Produce a verbatim transcription of all records.

> **RECORDS FOR THE EXERCISE**:
━━━━━━━━

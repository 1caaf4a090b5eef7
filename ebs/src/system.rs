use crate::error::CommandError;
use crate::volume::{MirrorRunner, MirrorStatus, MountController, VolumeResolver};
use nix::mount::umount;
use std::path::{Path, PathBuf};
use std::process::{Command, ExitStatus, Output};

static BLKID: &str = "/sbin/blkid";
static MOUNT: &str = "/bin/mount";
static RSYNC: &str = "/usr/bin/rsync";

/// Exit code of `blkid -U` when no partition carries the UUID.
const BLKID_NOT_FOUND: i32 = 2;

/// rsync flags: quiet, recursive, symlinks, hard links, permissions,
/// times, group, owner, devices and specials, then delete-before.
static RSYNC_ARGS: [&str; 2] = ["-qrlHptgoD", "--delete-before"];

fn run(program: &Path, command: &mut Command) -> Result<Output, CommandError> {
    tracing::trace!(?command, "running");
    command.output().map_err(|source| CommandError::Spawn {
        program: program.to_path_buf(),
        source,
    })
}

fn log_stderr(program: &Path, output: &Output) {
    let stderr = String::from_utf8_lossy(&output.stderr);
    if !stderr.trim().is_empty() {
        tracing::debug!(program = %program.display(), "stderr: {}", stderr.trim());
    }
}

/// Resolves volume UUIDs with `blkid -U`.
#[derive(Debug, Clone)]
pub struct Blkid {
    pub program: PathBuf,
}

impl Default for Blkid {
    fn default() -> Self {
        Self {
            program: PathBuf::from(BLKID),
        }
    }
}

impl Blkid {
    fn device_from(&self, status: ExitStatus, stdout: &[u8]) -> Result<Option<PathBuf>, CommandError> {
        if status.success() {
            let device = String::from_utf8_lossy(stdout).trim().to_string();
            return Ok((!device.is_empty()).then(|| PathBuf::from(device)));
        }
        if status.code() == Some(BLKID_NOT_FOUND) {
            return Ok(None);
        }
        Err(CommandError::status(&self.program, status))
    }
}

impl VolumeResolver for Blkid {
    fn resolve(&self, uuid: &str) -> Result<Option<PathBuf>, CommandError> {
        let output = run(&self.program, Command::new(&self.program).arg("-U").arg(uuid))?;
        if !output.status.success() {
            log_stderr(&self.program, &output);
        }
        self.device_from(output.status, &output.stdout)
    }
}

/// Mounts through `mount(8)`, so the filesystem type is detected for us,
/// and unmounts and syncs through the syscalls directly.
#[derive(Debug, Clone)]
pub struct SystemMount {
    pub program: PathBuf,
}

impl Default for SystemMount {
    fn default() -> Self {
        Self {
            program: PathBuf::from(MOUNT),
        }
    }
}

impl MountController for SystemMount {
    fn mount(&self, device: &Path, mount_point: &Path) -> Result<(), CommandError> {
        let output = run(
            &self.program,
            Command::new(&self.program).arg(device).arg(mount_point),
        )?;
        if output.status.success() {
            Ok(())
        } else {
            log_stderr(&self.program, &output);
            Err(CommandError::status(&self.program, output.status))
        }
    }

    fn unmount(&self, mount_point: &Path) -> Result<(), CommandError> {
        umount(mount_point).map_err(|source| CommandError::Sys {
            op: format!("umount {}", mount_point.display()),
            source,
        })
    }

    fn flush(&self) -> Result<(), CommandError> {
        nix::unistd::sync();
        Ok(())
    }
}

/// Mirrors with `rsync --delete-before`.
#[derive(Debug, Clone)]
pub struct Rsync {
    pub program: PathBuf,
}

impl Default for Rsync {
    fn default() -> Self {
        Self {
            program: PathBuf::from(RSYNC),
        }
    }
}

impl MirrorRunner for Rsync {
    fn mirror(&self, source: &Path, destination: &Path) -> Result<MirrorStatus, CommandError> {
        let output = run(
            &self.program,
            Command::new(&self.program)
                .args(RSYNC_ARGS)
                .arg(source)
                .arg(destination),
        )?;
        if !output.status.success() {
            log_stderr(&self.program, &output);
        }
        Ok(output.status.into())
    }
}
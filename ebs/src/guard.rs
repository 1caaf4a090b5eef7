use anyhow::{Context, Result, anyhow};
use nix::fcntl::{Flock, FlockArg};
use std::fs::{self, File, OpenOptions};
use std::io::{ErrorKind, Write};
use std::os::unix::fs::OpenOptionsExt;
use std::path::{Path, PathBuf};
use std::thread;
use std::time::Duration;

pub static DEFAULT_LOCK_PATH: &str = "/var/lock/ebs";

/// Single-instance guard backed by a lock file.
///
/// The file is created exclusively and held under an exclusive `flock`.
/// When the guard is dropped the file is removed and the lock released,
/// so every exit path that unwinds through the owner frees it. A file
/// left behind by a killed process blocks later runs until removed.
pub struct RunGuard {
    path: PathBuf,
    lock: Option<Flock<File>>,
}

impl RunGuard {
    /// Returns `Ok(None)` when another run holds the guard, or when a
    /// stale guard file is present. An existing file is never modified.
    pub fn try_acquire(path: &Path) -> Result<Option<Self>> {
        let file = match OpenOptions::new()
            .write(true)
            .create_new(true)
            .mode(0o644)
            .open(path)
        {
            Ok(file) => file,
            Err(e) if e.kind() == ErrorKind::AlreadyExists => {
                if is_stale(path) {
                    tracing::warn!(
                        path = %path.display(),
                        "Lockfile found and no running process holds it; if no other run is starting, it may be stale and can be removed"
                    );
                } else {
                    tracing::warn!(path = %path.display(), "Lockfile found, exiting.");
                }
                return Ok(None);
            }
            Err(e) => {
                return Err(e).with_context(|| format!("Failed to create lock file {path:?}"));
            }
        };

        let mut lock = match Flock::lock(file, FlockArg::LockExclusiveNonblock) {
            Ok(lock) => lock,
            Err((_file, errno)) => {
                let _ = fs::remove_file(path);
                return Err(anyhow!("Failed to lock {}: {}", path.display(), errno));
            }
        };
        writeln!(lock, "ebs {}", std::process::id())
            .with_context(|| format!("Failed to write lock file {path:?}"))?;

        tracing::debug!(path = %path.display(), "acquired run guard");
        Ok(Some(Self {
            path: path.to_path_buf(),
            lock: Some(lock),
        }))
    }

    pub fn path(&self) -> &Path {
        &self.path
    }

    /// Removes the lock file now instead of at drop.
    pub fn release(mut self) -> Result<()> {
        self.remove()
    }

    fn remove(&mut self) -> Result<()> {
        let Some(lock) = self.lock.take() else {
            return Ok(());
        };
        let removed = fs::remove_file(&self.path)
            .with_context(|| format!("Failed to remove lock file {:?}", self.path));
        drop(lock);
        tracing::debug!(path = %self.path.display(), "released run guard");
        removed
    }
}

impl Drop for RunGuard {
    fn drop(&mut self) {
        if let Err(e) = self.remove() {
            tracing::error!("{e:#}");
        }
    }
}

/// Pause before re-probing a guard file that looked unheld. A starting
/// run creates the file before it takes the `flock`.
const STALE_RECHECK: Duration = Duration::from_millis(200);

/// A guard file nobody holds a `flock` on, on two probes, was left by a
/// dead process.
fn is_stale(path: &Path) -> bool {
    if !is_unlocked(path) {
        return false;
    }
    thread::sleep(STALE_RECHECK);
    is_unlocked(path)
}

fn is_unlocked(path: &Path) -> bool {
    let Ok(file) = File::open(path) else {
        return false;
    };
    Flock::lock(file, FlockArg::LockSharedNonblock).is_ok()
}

━━━━━━━━

> **OUTPUT**:
repository 1caaf4a090b5eef7
filename ebs/src/system.rs
use crate::error::CommandError;
use crate::volume::{MirrorRunner, MirrorStatus, MountController, VolumeResolver};
use nix::mount::umount;
use std::path::{Path, PathBuf};
use std::process::{Command, ExitStatus, Output};

static BLKID: &str = "/sbin/blkid";
static MOUNT: &str = "/bin/mount";
static RSYNC: &str = "/usr/bin/rsync";

/// Exit code of `blkid -U` when no partition carries the UUID.
const BLKID_NOT_FOUND: i32 = 2;

/// rsync flags: quiet, recursive, symlinks, hard links, permissions,
/// times, group, owner, devices and specials, then delete-before.
static RSYNC_ARGS: [&str; 2] = ["-qrlHptgoD", "--delete-before"];

fn run(program: &Path, command: &mut Command) -> Result<Output, CommandError> {
    tracing::trace!(?command, "running");
    command.output().map_err(|source| CommandError::Spawn {
        program: program.to_path_buf(),
        source,
    })
}

fn log_stderr(program: &Path, output: &Output) {
    let stderr = String::from_utf8_lossy(&output.stderr);
    if !stderr.trim().is_empty() {
        tracing::debug!(program = %program.display(), "stderr: {}", stderr.trim());
    }
}

/// Resolves volume UUIDs with `blkid -U`.
#[derive(Debug, Clone)]
pub struct Blkid {
    pub program: PathBuf,
}

impl Default for Blkid {
    fn default() -> Self {
        Self {
            program: PathBuf::from(BLKID),
        }
    }
}

impl Blkid {
    fn device_from(&self, status: ExitStatus, stdout: &[u8]) -> Result<Option<PathBuf>, CommandError> {
        if status.success() {
            let device = String::from_utf8_lossy(stdout).trim().to_string();
            return Ok((!device.is_empty()).then(|| PathBuf::from(device)));
        }
        if status.code() == Some(BLKID_NOT_FOUND) {
            return Ok(None);
        }
        Err(CommandError::status(&self.program, status))
    }
}

impl VolumeResolver for Blkid {
    fn resolve(&self, uuid: &str) -> Result<Option<PathBuf>, CommandError> {
        let output = run(&self.program, Command::new(&self.program).arg("-U").arg(uuid))?;
        if !output.status.success() {
            log_stderr(&self.program, &output);
        }
        self.device_from(output.status, &output.stdout)
    }
}

/// Mounts through `mount(8)`, so the filesystem type is detected for us,
/// and unmounts and syncs through the syscalls directly.
#[derive(Debug, Clone)]
pub struct SystemMount {
    pub program: PathBuf,
}

impl Default for SystemMount {
    fn default() -> Self {
        Self {
            program: PathBuf::from(MOUNT),
        }
    }
}

impl MountController for SystemMount {
    fn mount(&self, device: &Path, mount_point: &Path) -> Result<(), CommandError> {
        let output = run(
            &self.program,
            Command::new(&self.program).arg(device).arg(mount_point),
        )?;
        if output.status.success() {
            Ok(())
        } else {
            log_stderr(&self.program, &output);
            Err(CommandError::status(&self.program, output.status))
        }
    }

    fn unmount(&self, mount_point: &Path) -> Result<(), CommandError> {
        umount(mount_point).map_err(|source| CommandError::Sys {
            op: format!("umount {}", mount_point.display()),
            source,
        })
    }

    fn flush(&self) -> Result<(), CommandError> {
        nix::unistd::sync();
        Ok(())
    }
}

/// Mirrors with `rsync --delete-before`.
#[derive(Debug, Clone)]
pub struct Rsync {
    pub program: PathBuf,
}

impl Default for Rsync {
    fn default() -> Self {
        Self {
            program: PathBuf::from(RSYNC),
        }
    }
}

impl MirrorRunner for Rsync {
    fn mirror(&self, source: &Path, destination: &Path) -> Result<MirrorStatus, CommandError> {
        let output = run(
            &self.program,
            Command::new(&self.program)
                .args(RSYNC_ARGS)
                .arg(source)
                .arg(destination),
        )?;
        if !output.status.success() {
            log_stderr(&self.program, &output);
        }
        Ok(output.status.into())
    }
}
filename ebs/src/guard.rs
repository 1caaf4a090b5eef7
use anyhow::{Context, Result, anyhow};
use nix::fcntl::{Flock, FlockArg};
use std::fs::{self, File, OpenOptions};
use std::io::{ErrorKind, Write};
use std::os::unix::fs::OpenOptionsExt;
use std::path::{Path, PathBuf};
use std::thread;
use std::time::Duration;

pub static DEFAULT_LOCK_PATH: &str = "/var/lock/ebs";

/// Single-instance guard backed by a lock file.
///
/// The file is created exclusively and held under an exclusive `flock`.
/// When the guard is dropped the file is removed and the lock released,
/// so every exit path that unwinds through the owner frees it. A file
/// left behind by a killed process blocks later runs until removed.
pub struct RunGuard {
    path: PathBuf,
    lock: Option<Flock<File>>,
}

impl RunGuard {
    /// Returns `Ok(None)` when another run holds the guard, or when a
    /// stale guard file is present. An existing file is never modified.
    pub fn try_acquire(path: &Path) -> Result<Option<Self>> {
        let file = match OpenOptions::new()
            .write(true)
            .create_new(true)
            .mode(0o644)
            .open(path)
        {
            Ok(file) => file,
            Err(e) if e.kind() == ErrorKind::AlreadyExists => {
                if is_stale(path) {
                    tracing::warn!(
                        path = %path.display(),
                        "Lockfile found and no running process holds it; if no other run is starting, it may be stale and can be removed"
                    );
                } else {
                    tracing::warn!(path = %path.display(), "Lockfile found, exiting.");
                }
                return Ok(None);
            }
            Err(e) => {
                return Err(e).with_context(|| format!("Failed to create lock file {path:?}"));
            }
        };

        let mut lock = match Flock::lock(file, FlockArg::LockExclusiveNonblock) {
            Ok(lock) => lock,
            Err((_file, errno)) => {
                let _ = fs::remove_file(path);
                return Err(anyhow!("Failed to lock {}: {}", path.display(), errno));
            }
        };
        writeln!(lock, "ebs {}", std::process::id())
            .with_context(|| format!("Failed to write lock file {path:?}"))?;

        tracing::debug!(path = %path.display(), "acquired run guard");
        Ok(Some(Self {
            path: path.to_path_buf(),
            lock: Some(lock),
        }))
    }

    pub fn path(&self) -> &Path {
        &self.path
    }

    /// Removes the lock file now instead of at drop.
    pub fn release(mut self) -> Result<()> {
        self.remove()
    }

    fn remove(&mut self) -> Result<()> {
        let Some(lock) = self.lock.take() else {
            return Ok(());
        };
        let removed = fs::remove_file(&self.path)
            .with_context(|| format!("Failed to remove lock file {:?}", self.path));
        drop(lock);
        tracing::debug!(path = %self.path.display(), "released run guard");
        removed
    }
}

impl Drop for RunGuard {
    fn drop(&mut self) {
        if let Err(e) = self.remove() {
            tracing::error!("{e:#}");
        }
    }
}

/// Pause before re-probing a guard file that looked unheld. A starting
/// run creates the file before it takes the `flock`.
const STALE_RECHECK: Duration = Duration::from_millis(200);

/// A guard file nobody holds a `flock` on, on two probes, was left by a
/// dead process.
fn is_stale(path: &Path) -> bool {
    if !is_unlocked(path) {
        return false;
    }
    thread::sleep(STALE_RECHECK);
    is_unlocked(path)
}

fn is_unlocked(path: &Path) -> bool {
    let Ok(file) = File::open(path) else {
        return false;
    };
    Flock::lock(file, FlockArg::LockSharedNonblock).is_ok()
}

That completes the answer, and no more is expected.